Thank you both, again, for always helping me on my spiritual path. Don't worry that I'll become attached to these dream experiences and neglect my practice. I am deeply aware that I am still a beginner, and so I will practice even more diligently.
I was previously contemplating what kinds of questions about emptiness a practitioner could ponder to further dismantle the grasping at inherent existence. This led me to write an article titled, “Ten Questions on Emptiness.” Several of the questions in it were ones John Tan had already mentioned.
PDF:
John Tan said:
“So fast got dreams of clarity. Not bad. 👍
Ask him what is the difference between lack of boundaries and oneness?”
He replied:
I believe the crucial point is this: the reason things can each perform their different functions is not because they are all independently existent, but precisely because they are not independently existent. Conditions and results are inseparable, yet a condition remains a condition, and a result remains a result. It is precisely because conditions and results are both different and inseparable that they are able to manifest.
When I sit on a train looking at the scenery outside the window, I notice that the scenery is constantly changing. At this moment, my mind habitually assumes that behind this seamless experience, there exist space or substratum. The mind thinks: “If all these phenomena exist independently, how could such a seamless experience be possible? I know, behind these phenomena, there must be some kind of underlying substratum (Brahman), and these phenomena are fundamentally illusory; they are all just different expressions of Brahman.”
This seems to dismantle the view that “things exist independently,” but in reality, we have only shifted the object of clinging from the things to Brahman. What we now cling to is an entity called “Brahman.” In this view, the distinctions between phenomena are illusory; the only thing that is real is Brahman.
What the mind fails to understand is this: things do not need to be independently existent to retain their differences and uniqueness. On the contrary, it is precisely because the computer, the mobile phone, the fan, and the chair are not inherently existent that they can perform their respective functions and possess their distinct qualities. The reason there is a seamless experience is because there are no essences whatsoever.
The lack of boundaries does not mean there are no differences between things. Water, fire, a blanket, a computer—these things are indeed different, and their functions are certainly distinct. The lack of boundaries simply means that no phenomenon can be separated from other phenomena. If a phenomenon could be separated from others, it could not have characteristics or properties; the phenomenon would lose its uniqueness, and it could not even appear.
I suspect John Tan may have noticed my frequent use of “Interdependence” / “Interdependent” in that article. It's true that these words could potentially deepen a practitioner's clinging to substance; this is indeed a problem. I now have a better understanding of why John Tan chose the word ‘relationality’.

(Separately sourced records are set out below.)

use cura_types::{AccountId, Numeric};

/// Errors produced by ledger mutations.
///
/// Transfers never fail; see [`crate::TransferOutcome`] for their degraded
/// modes.
#[derive(Debug, Clone, PartialEq, thiserror::Error)]
pub enum LedgerError {
    #[error("insufficient balance in {account}: balance {balance}, requested {requested}")]
    InsufficientBalance {
        account: AccountId,
        balance: Numeric,
        requested: Numeric,
    },

    #[error("invalid amount: {0}")]
    InvalidAmount(Numeric),
}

I also worry that some might reify Indra's Net as being inherently existent. In that case, Indra's Net would become another Brahman. Even if some people can understand that all dharmas are in fact interdependent, they might still treat all dharmas as entities existing upon Indra's Net. Therefore, we must emphasize that no condition or result exists independently—not in the past, present, or future, and not at any point in space. This is because, from the very beginning, these phenomena were never separate. This non-separation is not because they all share a common ground or essence, but because they are utterly without essence. Indra's Net, too, is empty, lacking inherent existence.
The final conclusion is this: Phenomena, while being unique and functional, are also inseparable. If the differences between phenomena were entirely illusory, we could not establish a valid conventional truth. If there were no distinctions between phenomena, or if phenomena were merely Brahman, then phenomena could not manifest. When we understand that phenomena are entirely without self-nature (svabhāva), we realize that what we call “things” are nothing other than relationality itself. To prevent ‘relationality’ from being reified as something inherently existent, it must be emphasized that relationality itself is also devoid of self-nature (niḥsvabhāva).
...
I have to thank John Tan. The question he raised helped me deepen my understanding of emptiness.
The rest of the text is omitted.